Spring in Northern Chile
by Kay Quijada

Traveling with Joe and 6 other “plant people” from the San Francisco area, we flew to the northern coastal city of Arica, Chile, and immediately headed east towards Lauca National Park in the Andes. We stayed in the village of Putre, elevation 11,500 feet, to help acclimatize quicker to the higher altitude of the Andes. From Putre, we took day trips up to the thin air of the altiplano (highlands) of Lauca. Spectacular views were everywhere. There were snow-covered volcanoes, wild herds of vicunas, rock-dwelling vizcachas, a lake with pink flamingos, colorful hills, and the bluest sky we’d ever seen.

Joe photographing Eulychnie sp. Azorella compacta

We were amazed to see the green cushion-like plant called Azorella compacta, growing in the high desert altitudes of 14,000 to 15,000 feet.

Traveling around in the high elevations we saw a few cactus; Eulychnia, Maihueniopsis, and Oreocereus species. On the way back to Arica we traveled through an area of enormous sand dunes where a number of stately Browningina candelaris grew.

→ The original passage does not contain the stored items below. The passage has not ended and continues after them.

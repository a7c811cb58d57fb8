//! # bee Test Fixtures
//!
//! File: cli/src/test_support.rs
//! Author: bee Contributors
//!
//! Shared fixtures for unit tests: in-memory zip bundles, a local HTTP server
//! that counts the requests it answers, and a listener that never answers.

use crate::core::error::Result;
use axum::extract::State;
use axum::http::StatusCode;
use axum::Router;
use std::io::{Cursor, Write};
use std::net::SocketAddr;
use std::path::Path;
use std::sync::atomic::{AtomicUsize, Ordering};
use std::sync::Arc;
use tokio::net::TcpListener;
use tokio_util::sync::CancellationToken;
use zip::write::SimpleFileOptions;
use zip::ZipWriter;

/// One entry of a fixture archive. Directory names end with `/`.
pub enum ZipEntry<'a> {
    Dir(&'a str, u32),
    File(&'a str, &'a [u8], u32),
}

pub fn build_zip(entries: &[ZipEntry<'_>]) -> Result<Vec<u8>> {
    let mut writer = ZipWriter::new(Cursor::new(Vec::new()));
    for entry in entries {
        match entry {
            ZipEntry::Dir(name, mode) => {
                let options = SimpleFileOptions::default().unix_permissions(*mode);
                writer.add_directory(*name, options)?;
            }
            ZipEntry::File(name, body, mode) => {
                let options = SimpleFileOptions::default().unix_permissions(*mode);
                writer.start_file(*name, options)?;
                writer.write_all(body)?;
            }
        }
    }
    Ok(writer.finish()?.into_inner())
}

pub fn write_zip(path: &Path, entries: &[ZipEntry<'_>]) -> Result<()> {
    std::fs::write(path, build_zip(entries)?)?;
    Ok(())
}

/// The bundle layout published upstream: everything under `swagger-<version>/`.
pub fn docs_bundle(version: &str) -> Result<Vec<u8>> {
    let root = format!("swagger-{}/", version);
    let index = format!("{}index.html", root);
    let css_dir = format!("{}css/", root);
    let css = format!("{}css/style.css", root);
    build_zip(&[
        ZipEntry::Dir(&root, 0o755),
        ZipEntry::File(&index, b"<html>swagger ui</html>", 0o644),
        ZipEntry::Dir(&css_dir, 0o755),
        ZipEntry::File(&css, b"body { margin: 0 }", 0o644),
    ])
}

#[derive(Clone)]
struct FixtureState {
    hits: Arc<AtomicUsize>,
    status: StatusCode,
    body: Arc<Vec<u8>>,
}

async fn respond(State(state): State<FixtureState>) -> (StatusCode, Vec<u8>) {
    state.hits.fetch_add(1, Ordering::SeqCst);
    (state.status, state.body.as_ref().clone())
}

/// Answers every request with the same status and body.
pub struct FixtureServer {
    addr: SocketAddr,
    hits: Arc<AtomicUsize>,
    cancel: CancellationToken,
}

impl FixtureServer {
    pub async fn start(status: StatusCode, body: Vec<u8>) -> Result<Self> {
        let hits = Arc::new(AtomicUsize::new(0));
        let state = FixtureState {
            hits: hits.clone(),
            status,
            body: Arc::new(body),
        };
        let app = Router::new().fallback(respond).with_state(state);

        let listener = TcpListener::bind("127.0.0.1:0").await?;
        let addr = listener.local_addr()?;
        let cancel = CancellationToken::new();
        let token = cancel.clone();
        tokio::spawn(async move {
            let _ = axum::serve(listener, app)
                .with_graceful_shutdown(async move { token.cancelled().await })
                .await;
        });

        Ok(Self { addr, hits, cancel })
    }

    pub fn url(&self, path: &str) -> String {
        format!("http://{}{}", self.addr, path)
    }

    pub fn hits(&self) -> usize {
        self.hits.load(Ordering::SeqCst)
    }
}

impl Drop for FixtureServer {
    fn drop(&mut self) {
        self.cancel.cancel();
    }
}

/// Accepts TCP connections and never writes a byte back, so clients hang
/// waiting for response headers until they give up on their own.
pub struct StalledServer {
    addr: SocketAddr,
    cancel: CancellationToken,
}

impl StalledServer {
    pub async fn start() -> Result<Self> {
        let listener = TcpListener::bind("127.0.0.1:0").await?;
        let addr = listener.local_addr()?;
        let cancel = CancellationToken::new();
        let token = cancel.clone();
        tokio::spawn(async move {
            // Held open until the server is dropped.
            let mut open = Vec::new();
            loop {
                tokio::select! {
                    _ = token.cancelled() => break,
                    accepted = listener.accept() => match accepted {
                        Ok((socket, _)) => open.push(socket),
                        Err(_) => break,
                    },
                }
            }
        });

        Ok(Self { addr, cancel })
    }

    pub fn url(&self, path: &str) -> String {
        format!("http://{}{}", self.addr, path)
    }
}

impl Drop for StalledServer {
    fn drop(&mut self) {
        self.cancel.cancel();
    }
}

Tephrocactus atacamensis.Oreocereus hendricksii

We then flew south to the coastal city of Antofagasta and drove south into the beautiful Atacama Desert to Copiapo. One of the interesting sights seen in the Atacama Desert is the process of natural plant death. The Atacama is almost barren of bacteria. This fact became apparent to us as we realized the piles of white ash found around dead plants was not from burning, but from the very slow process of plant material disintegration due to low populations of bacteria. Since then, I’ve read that the plant disintegration process in the Atacama may take decades.

As we made our way around the coastal and desert canyons from Taltal to Caldera, we managed to see a number of Copiapoa and Eulychnia species (some blooming), a Cistanthe species with red pompom flowers, Deutercohnia chrysantha, Oxalis gigantea, beautiful scenery, and braying wild Guanacos. Chile is a spectacular place, indeed.